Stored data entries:
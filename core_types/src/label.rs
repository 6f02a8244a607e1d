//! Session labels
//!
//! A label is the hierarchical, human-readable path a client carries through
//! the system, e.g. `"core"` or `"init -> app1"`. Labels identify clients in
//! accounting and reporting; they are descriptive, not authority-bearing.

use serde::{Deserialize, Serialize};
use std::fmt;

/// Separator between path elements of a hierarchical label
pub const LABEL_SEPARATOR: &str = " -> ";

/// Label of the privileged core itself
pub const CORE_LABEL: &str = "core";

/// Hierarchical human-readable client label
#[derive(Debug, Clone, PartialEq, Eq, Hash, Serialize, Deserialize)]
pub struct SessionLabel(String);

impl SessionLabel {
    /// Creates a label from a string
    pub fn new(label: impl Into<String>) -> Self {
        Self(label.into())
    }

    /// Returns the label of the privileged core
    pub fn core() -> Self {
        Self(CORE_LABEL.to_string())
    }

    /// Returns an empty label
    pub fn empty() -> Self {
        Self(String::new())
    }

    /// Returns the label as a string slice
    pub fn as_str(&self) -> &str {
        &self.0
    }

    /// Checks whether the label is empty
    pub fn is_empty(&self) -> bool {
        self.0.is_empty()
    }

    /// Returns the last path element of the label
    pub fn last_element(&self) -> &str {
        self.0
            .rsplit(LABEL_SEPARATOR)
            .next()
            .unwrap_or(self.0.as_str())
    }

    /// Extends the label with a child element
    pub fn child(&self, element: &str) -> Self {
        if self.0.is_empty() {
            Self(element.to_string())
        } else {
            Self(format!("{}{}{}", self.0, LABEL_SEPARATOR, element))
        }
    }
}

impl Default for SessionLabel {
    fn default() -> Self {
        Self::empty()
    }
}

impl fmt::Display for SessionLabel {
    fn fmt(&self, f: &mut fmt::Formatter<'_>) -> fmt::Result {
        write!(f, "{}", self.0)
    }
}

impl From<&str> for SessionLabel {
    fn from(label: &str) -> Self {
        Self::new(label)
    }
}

§ **How to complete this task**:
In the data above, start at the line that has "Hash, Serialize, Deserialize)]", stop after the line that has "an empty label", and print every line in between exactly as it stands.

§ **Answer below**:
#[derive(Debug, Clone, PartialEq, Eq, Hash, Serialize, Deserialize)]
pub struct SessionLabel(String);

impl SessionLabel {
    /// Creates a label from a string
    pub fn new(label: impl Into<String>) -> Self {
        Self(label.into())
    }

    /// Returns the label of the privileged core
    pub fn core() -> Self {
        Self(CORE_LABEL.to_string())
    }

    /// Returns an empty label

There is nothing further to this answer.